» **What to do**
Make an exact reproduction of all the data.

Excerpts from a dataset

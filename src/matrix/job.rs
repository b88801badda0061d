// ABOUTME: Job type produced by matrix expansion
// ABOUTME: A Job is one concrete axis assignment plus its position in the expansion

use indexmap::IndexMap;
use serde::{Deserialize, Serialize};
use serde_json::Value;
use std::fmt;

use crate::template::stringify;

/// Where a Job came from during expansion.
#[derive(Debug, Clone, Copy, PartialEq, Eq, Serialize, Deserialize)]
#[serde(rename_all = "lowercase")]
pub enum JobOrigin {
    Product,
    Include,
}

#[derive(Debug, Clone, PartialEq, Serialize, Deserialize)]
pub struct Job {
    pub ordinal: usize,
    pub assignment: IndexMap<String, Value>,
    pub origin: JobOrigin,
}

impl Job {
    pub fn new(ordinal: usize, assignment: IndexMap<String, Value>, origin: JobOrigin) -> Self {
        Self {
            ordinal,
            assignment,
            origin,
        }
    }

    /// Human readable identification, e.g. `dataset=asia, algorithm=pc`.
    pub fn label(&self) -> String {
        if self.assignment.is_empty() {
            return format!("job {}", self.ordinal);
        }
        self.assignment
            .iter()
            .map(|(axis, value)| format!("{}={}", axis, stringify(value)))
            .collect::<Vec<_>>()
            .join(", ")
    }

    pub fn get(&self, axis: &str) -> Option<&Value> {
        self.assignment.get(axis)
    }

    pub fn has_axis(&self, axis: &str) -> bool {
        self.assignment.contains_key(axis)
    }
}

impl fmt::Display for Job {
    fn fmt(&self, f: &mut fmt::Formatter<'_>) -> fmt::Result {
        write!(f, "#{} [{}]", self.ordinal, self.label())
    }
}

» **Output**
filename src/matrix/job.rs
repository b88801badda0061d
// ABOUTME: Job type produced by matrix expansion
// ABOUTME: A Job is one concrete axis assignment plus its position in the expansion

use indexmap::IndexMap;
use serde::{Deserialize, Serialize};
use serde_json::Value;
use std::fmt;

use crate::template::stringify;

/// Where a Job came from during expansion.
#[derive(Debug, Clone, Copy, PartialEq, Eq, Serialize, Deserialize)]
#[serde(rename_all = "lowercase")]
pub enum JobOrigin {
    Product,
    Include,
}

#[derive(Debug, Clone, PartialEq, Serialize, Deserialize)]
pub struct Job {
    pub ordinal: usize,
    pub assignment: IndexMap<String, Value>,
    pub origin: JobOrigin,
}

impl Job {
    pub fn new(ordinal: usize, assignment: IndexMap<String, Value>, origin: JobOrigin) -> Self {
        Self {
            ordinal,
            assignment,
            origin,
        }
    }

    /// Human readable identification, e.g. `dataset=asia, algorithm=pc`.
    pub fn label(&self) -> String {
        if self.assignment.is_empty() {
            return format!("job {}", self.ordinal);
        }
        self.assignment
            .iter()
            .map(|(axis, value)| format!("{}={}", axis, stringify(value)))
            .collect::<Vec<_>>()
            .join(", ")
    }

    pub fn get(&self, axis: &str) -> Option<&Value> {
        self.assignment.get(axis)
    }

    pub fn has_axis(&self, axis: &str) -> bool {
        self.assignment.contains_key(axis)
    }
}

impl fmt::Display for Job {
    fn fmt(&self, f: &mut fmt::Formatter<'_>) -> fmt::Result {
        write!(f, "#{} [{}]", self.ordinal, self.label())
    }
}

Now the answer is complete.